# [WHAT IS REQUIRED]
Return each line exactly as written. Begin with the first line of the entries and end with the line that has "const ACCOUNT_CREATION_FAILED: &str".

-- RECORD SET follows --

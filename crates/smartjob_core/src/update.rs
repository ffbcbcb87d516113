use smartjob_logging::{smartjob_debug, smartjob_info};

use crate::{
    AppState, Effect, FeedbackStatus, FeedbackSubmission, LoginStatus, Msg, Password,
    SelectedFile, ServiceFailure, ValidationError,
};

const UNAUTHORIZED: u16 = 401;
const LOGIN_FAILED: &str = "Login failed.";
const ACCOUNT_CREATION_FAILED: &str = "Account creation failed.";

/// Pure update function: applies a message to state and returns any effects.
pub fn update(mut state: AppState, msg: Msg) -> (AppState, Vec<Effect>) {
    let effects = match msg {
        Msg::CredentialRestored(credential) => {
            state.restore_session(credential);
            Vec::new()
        }
        Msg::LoginSubmitted { username, password } => login(&mut state, username, password),
        Msg::ProbeFinished(result) => probe_finished(&mut state, result),
        Msg::AccountCreationFinished(result) => account_creation_finished(&mut state, result),
        Msg::LogoutClicked => {
            if state.is_authenticated() {
                state.logout();
                vec![Effect::ClearCredential]
            } else {
                Vec::new()
            }
        }
        Msg::UploadSubmitted(file) => upload(&mut state, file),
        Msg::RecommendationFinished { attempt, result } => {
            state.apply_recommendation(attempt, result);
            Vec::new()
        }
        Msg::SkillsFinished { attempt, result } => {
            state.apply_skills(attempt, result);
            Vec::new()
        }
        Msg::FeedbackSubmitted { rating, comment } => feedback(&mut state, rating, comment),
        Msg::FeedbackFinished(result) => feedback_finished(&mut state, result),
    };

    (state, effects)
}

fn login(state: &mut AppState, username: String, password: Password) -> Vec<Effect> {
    if state.login_in_flight() {
        smartjob_debug!("Ignoring login submission while another login is in flight");
        return Vec::new();
    }
    smartjob_info!("Probing credential for user {}", username);
    let credential = state.begin_login(username, password);
    vec![Effect::ProbeCredential { credential }]
}

// An existing account with a wrong password also answers 401, so it takes the
// account creation branch too and fails there. The two cases are not
// distinguishable from the probe alone.
fn probe_finished(state: &mut AppState, result: Result<(), ServiceFailure>) -> Vec<Effect> {
    if *state.login_status() != LoginStatus::Probing {
        smartjob_debug!("Ignoring probe result with no probe in flight");
        return Vec::new();
    }
    match result {
        Ok(()) => persist_login(state),
        Err(failure) if failure.status() == Some(UNAUTHORIZED) => {
            match state.escalate_to_account_creation() {
                Some((username, password)) => {
                    smartjob_info!("Probe rejected; creating account for user {}", username);
                    vec![Effect::CreateAccount { username, password }]
                }
                None => Vec::new(),
            }
        }
        Err(failure) => {
            state.fail_login(failure.into_auth_error(LOGIN_FAILED));
            Vec::new()
        }
    }
}

fn account_creation_finished(
    state: &mut AppState,
    result: Result<(), ServiceFailure>,
) -> Vec<Effect> {
    if *state.login_status() != LoginStatus::CreatingAccount {
        smartjob_debug!("Ignoring account creation result with no creation in flight");
        return Vec::new();
    }
    match result {
        // The derived credential is assumed valid now; no second probe.
        Ok(()) => persist_login(state),
        Err(failure) => {
            state.fail_login(failure.into_auth_error(ACCOUNT_CREATION_FAILED));
            Vec::new()
        }
    }
}

fn persist_login(state: &mut AppState) -> Vec<Effect> {
    match state.complete_login() {
        Some(credential) => vec![Effect::PersistCredential(credential)],
        None => Vec::new(),
    }
}

fn upload(state: &mut AppState, file: Option<SelectedFile>) -> Vec<Effect> {
    let Some(credential) = state.session().get().cloned() else {
        state.set_upload_notice(ValidationError::NotAuthenticated.into());
        return Vec::new();
    };
    let Some(file) = file else {
        state.set_upload_notice(ValidationError::NoFileSelected.into());
        return Vec::new();
    };
    if !file.is_pdf() {
        state.set_upload_notice(
            ValidationError::NotPdf {
                mime_type: file.mime_type.clone(),
            }
            .into(),
        );
        return Vec::new();
    }

    let attempt = state.start_upload_attempt(&file.name);
    smartjob_info!(
        "Upload attempt {} started for {} ({} bytes)",
        attempt,
        file.name,
        file.bytes.len()
    );
    // One file per call: each request consumes its own payload.
    vec![
        Effect::RequestRecommendations {
            attempt,
            credential: credential.clone(),
            file: file.clone(),
        },
        Effect::RequestSkills {
            attempt,
            credential,
            file,
        },
    ]
}

fn feedback(state: &mut AppState, rating: Option<u8>, comment: String) -> Vec<Effect> {
    if *state.feedback_status() == FeedbackStatus::Sending {
        smartjob_debug!("Ignoring feedback submission while one is in flight");
        return Vec::new();
    }
    let Some(credential) = state.session().get().cloned() else {
        state.set_feedback(FeedbackStatus::Failed(
            ValidationError::NotAuthenticated.into(),
        ));
        return Vec::new();
    };
    let rating = match rating {
        None => {
            state.set_feedback(FeedbackStatus::Failed(
                ValidationError::NoRatingSelected.into(),
            ));
            return Vec::new();
        }
        Some(rating) if !(1..=5).contains(&rating) => {
            state.set_feedback(FeedbackStatus::Failed(
                ValidationError::RatingOutOfRange(rating).into(),
            ));
            return Vec::new();
        }
        Some(rating) => rating,
    };

    state.set_feedback(FeedbackStatus::Sending);
    vec![Effect::SendFeedback {
        credential,
        feedback: FeedbackSubmission { rating, comment },
    }]
}

fn feedback_finished(state: &mut AppState, result: Result<(), ServiceFailure>) -> Vec<Effect> {
    if *state.feedback_status() != FeedbackStatus::Sending {
        smartjob_debug!("Ignoring feedback result with no submission in flight");
        return Vec::new();
    }
    match result {
        Ok(()) => {
            state.set_feedback(FeedbackStatus::Sent);
            vec![Effect::ResetFeedbackForm]
        }
        Err(failure) => {
            state.set_feedback(FeedbackStatus::Failed(failure.into_feedback_error()));
            Vec::new()
        }
    }
}
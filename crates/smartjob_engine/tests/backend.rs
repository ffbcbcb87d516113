use pretty_assertions::assert_eq;
use serde_json::json;
use smartjob_engine::{
    Backend, ClientSettings, CvUpload, FailureKind, JobRecommendationDto, RecommendationResponse,
    ReqwestBackend, SkillScoreDto, SkillsResponse,
};
use wiremock::matchers::{body_json, body_string_contains, header, method, path};
use wiremock::{Mock, MockServer, ResponseTemplate};

// base64("alice:pw")
const TOKEN: &str = "YWxpY2U6cHc=";

fn backend_for(server: &MockServer) -> ReqwestBackend {
    ReqwestBackend::new(ClientSettings {
        base_url: server.uri(),
        ..ClientSettings::default()
    })
    .expect("backend")
}

fn cv() -> CvUpload {
    CvUpload::new("cv.pdf", b"%PDF-1.4 fake".to_vec())
}

#[tokio::test]
async fn probe_sends_basic_credential() {
    let server = MockServer::start().await;
    Mock::given(method("GET"))
        .and(path("/users/"))
        .and(header("authorization", "Basic YWxpY2U6cHc="))
        .and(header("accept", "application/json"))
        .respond_with(ResponseTemplate::new(200).set_body_json(json!([])))
        .expect(1)
        .mount(&server)
        .await;

    backend_for(&server).probe_credential(TOKEN).await.expect("probe ok");
}

#[tokio::test]
async fn probe_rejection_carries_status_and_detail() {
    let server = MockServer::start().await;
    Mock::given(method("GET"))
        .and(path("/users/"))
        .respond_with(
            ResponseTemplate::new(401).set_body_json(json!({"detail": "Invalid credentials"})),
        )
        .mount(&server)
        .await;

    let err = backend_for(&server)
        .probe_credential(TOKEN)
        .await
        .unwrap_err();
    assert_eq!(err.kind, FailureKind::HttpStatus(401));
    assert_eq!(err.http_status(), Some(401));
    assert_eq!(err.detail.as_deref(), Some("Invalid credentials"));
    assert_eq!(err.message, "Unauthorized");
}

#[tokio::test]
async fn create_account_posts_plain_json() {
    let server = MockServer::start().await;
    Mock::given(method("POST"))
        .and(path("/users/"))
        .and(body_json(json!({"username": "bob", "password": "hunter2"})))
        .respond_with(ResponseTemplate::new(200).set_body_json(json!({"id": 1, "username": "bob"})))
        .expect(1)
        .mount(&server)
        .await;

    backend_for(&server)
        .create_account("bob", "hunter2")
        .await
        .expect("created");

    let requests = server.received_requests().await.expect("recording on");
    assert!(requests[0].headers.get("authorization").is_none());
}

#[tokio::test]
async fn recommend_uploads_cv_field_and_decodes_payload() {
    let server = MockServer::start().await;
    Mock::given(method("POST"))
        .and(path("/ai_smartjob/recommend_from_cv/"))
        .and(header("authorization", "Basic YWxpY2U6cHc="))
        .and(body_string_contains("name=\"fichier_cv\""))
        .and(body_string_contains("filename=\"cv.pdf\""))
        .and(body_string_contains("application/pdf"))
        .respond_with(ResponseTemplate::new(200).set_body_json(json!({
            "recommended_jobs": [
                {"title": "AI Engineer", "company": "Acme", "location": "Paris", "description": "DL"}
            ],
            "career_recommendation_text": "Go deep."
        })))
        .mount(&server)
        .await;

    let response = backend_for(&server)
        .recommend_from_cv(TOKEN, cv())
        .await
        .expect("recommendations");
    assert_eq!(
        response,
        RecommendationResponse {
            recommended_jobs: vec![JobRecommendationDto {
                title: Some("AI Engineer".into()),
                company: Some("Acme".into()),
                location: Some("Paris".into()),
                description: Some("DL".into()),
            }],
            career_recommendation_text: "Go deep.".into(),
        }
    );
}

#[tokio::test]
async fn extract_skills_decodes_scores() {
    let server = MockServer::start().await;
    Mock::given(method("POST"))
        .and(path("/ai_smartjob/extract_skills_from_cv/"))
        .and(body_string_contains("name=\"fichier_cv\""))
        .respond_with(ResponseTemplate::new(200).set_body_json(json!({
            "extracted_skills": [{"skill": "Python", "score": 92}, {"skill": "SQL", "score": 40.5}]
        })))
        .mount(&server)
        .await;

    let response = backend_for(&server)
        .extract_skills_from_cv(TOKEN, cv())
        .await
        .expect("skills");
    assert_eq!(
        response,
        SkillsResponse {
            extracted_skills: vec![
                SkillScoreDto {
                    skill: "Python".into(),
                    score: 92.0,
                },
                SkillScoreDto {
                    skill: "SQL".into(),
                    score: 40.5,
                },
            ],
        }
    );
}

#[tokio::test]
async fn error_without_json_detail_has_no_detail() {
    let server = MockServer::start().await;
    Mock::given(method("POST"))
        .and(path("/ai_smartjob/extract_skills_from_cv/"))
        .respond_with(ResponseTemplate::new(500).set_body_string("boom"))
        .mount(&server)
        .await;

    let err = backend_for(&server)
        .extract_skills_from_cv(TOKEN, cv())
        .await
        .unwrap_err();
    assert_eq!(err.kind, FailureKind::HttpStatus(500));
    assert_eq!(err.detail, None);
    assert_eq!(err.message, "Internal Server Error");
}

#[tokio::test]
async fn malformed_success_body_is_invalid_response() {
    let server = MockServer::start().await;
    Mock::given(method("POST"))
        .and(path("/ai_smartjob/recommend_from_cv/"))
        .respond_with(ResponseTemplate::new(200).set_body_string("not json"))
        .mount(&server)
        .await;

    let err = backend_for(&server)
        .recommend_from_cv(TOKEN, cv())
        .await
        .unwrap_err();
    assert_eq!(err.kind, FailureKind::InvalidResponse);
}

#[tokio::test]
async fn feedback_posts_rating_and_comment() {
    let server = MockServer::start().await;
    Mock::given(method("POST"))
        .and(path("/feedback/"))
        .and(header("authorization", "Basic YWxpY2U6cHc="))
        .and(body_json(json!({"rating": 5, "comment": ""})))
        .respond_with(ResponseTemplate::new(200).set_body_json(json!({"message": "ok"})))
        .expect(1)
        .mount(&server)
        .await;

    backend_for(&server)
        .submit_feedback(TOKEN, 5, "")
        .await
        .expect("feedback ok");
}

#[tokio::test]
async fn base_url_path_prefix_is_kept() {
    let server = MockServer::start().await;
    Mock::given(method("GET"))
        .and(path("/api/users/"))
        .respond_with(ResponseTemplate::new(200))
        .expect(1)
        .mount(&server)
        .await;

    let backend = ReqwestBackend::new(ClientSettings {
        base_url: format!("{}/api", server.uri()),
        ..ClientSettings::default()
    })
    .expect("backend");
    backend.probe_credential(TOKEN).await.expect("probe ok");
}

#[tokio::test]
async fn unreachable_backend_is_network_failure() {
    let backend = ReqwestBackend::new(ClientSettings {
        base_url: "http://127.0.0.1:1".to_string(),
        ..ClientSettings::default()
    })
    .expect("backend");

    let err = backend.probe_credential(TOKEN).await.unwrap_err();
    assert_eq!(err.kind, FailureKind::Network);
}

#[test]
fn invalid_base_url_is_rejected() {
    let err = ReqwestBackend::new(ClientSettings {
        base_url: "not a url".to_string(),
        ..ClientSettings::default()
    })
    .unwrap_err();
    assert_eq!(err.kind, FailureKind::InvalidUrl);
}
pub(crate) mod constants;
pub(crate) mod render;
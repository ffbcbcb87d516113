use std::fs;
use std::io::{self, Write};
use std::path::{Path, PathBuf};

use tempfile::NamedTempFile;
use thiserror::Error;

#[derive(Debug, Error)]
pub enum PersistError {
    #[error("state directory missing or not writable: {0}")]
    StateDir(String),
    #[error("io error: {0}")]
    Io(#[from] io::Error),
}

/// Ensure the client state directory exists; create if missing.
pub fn ensure_state_dir(dir: &Path) -> Result<(), PersistError> {
    if dir.exists() {
        let meta = fs::metadata(dir).map_err(|e| PersistError::StateDir(e.to_string()))?;
        if !meta.is_dir() {
            return Err(PersistError::StateDir("path is not a directory".into()));
        }
    } else {
        fs::create_dir_all(dir).map_err(|e| PersistError::StateDir(e.to_string()))?;
    }
    Ok(())
}

/// Writes whole files under one directory so readers never see a partial file.
pub struct AtomicFileWriter {
    dir: PathBuf,
}

impl AtomicFileWriter {
    pub fn new(dir: PathBuf) -> Self {
        Self { dir }
    }

    pub fn dir(&self) -> &Path {
        &self.dir
    }

    /// Write `content` to `{dir}/{filename}` via a temp file and rename.
    pub fn write(&self, filename: &str, content: &str) -> Result<PathBuf, PersistError> {
        ensure_state_dir(&self.dir)?;

        let target = self.dir.join(filename);
        let mut tmp = NamedTempFile::new_in(&self.dir)?;
        tmp.write_all(content.as_bytes())?;
        tmp.flush()?;
        tmp.as_file_mut().sync_all()?;

        tmp.persist(&target).map_err(|e| PersistError::Io(e.error))?;
        Ok(target)
    }

    /// Remove `{dir}/{filename}`; a missing file is not an error.
    pub fn remove(&self, filename: &str) -> Result<(), PersistError> {
        match fs::remove_file(self.dir.join(filename)) {
            Ok(()) => Ok(()),
            Err(err) if err.kind() == io::ErrorKind::NotFound => Ok(()),
            Err(err) => Err(err.into()),
        }
    }
}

-- RECORD SET concluded --

# [REPLY]
filename crates/smartjob_core/src/update.rs
repository ffbcbcb87d516113
use smartjob_logging::{smartjob_debug, smartjob_info};

use crate::{
    AppState, Effect, FeedbackStatus, FeedbackSubmission, LoginStatus, Msg, Password,
    SelectedFile, ServiceFailure, ValidationError,
};

const UNAUTHORIZED: u16 = 401;
const LOGIN_FAILED: &str = "Login failed.";
const ACCOUNT_CREATION_FAILED: &str = "Account creation failed.";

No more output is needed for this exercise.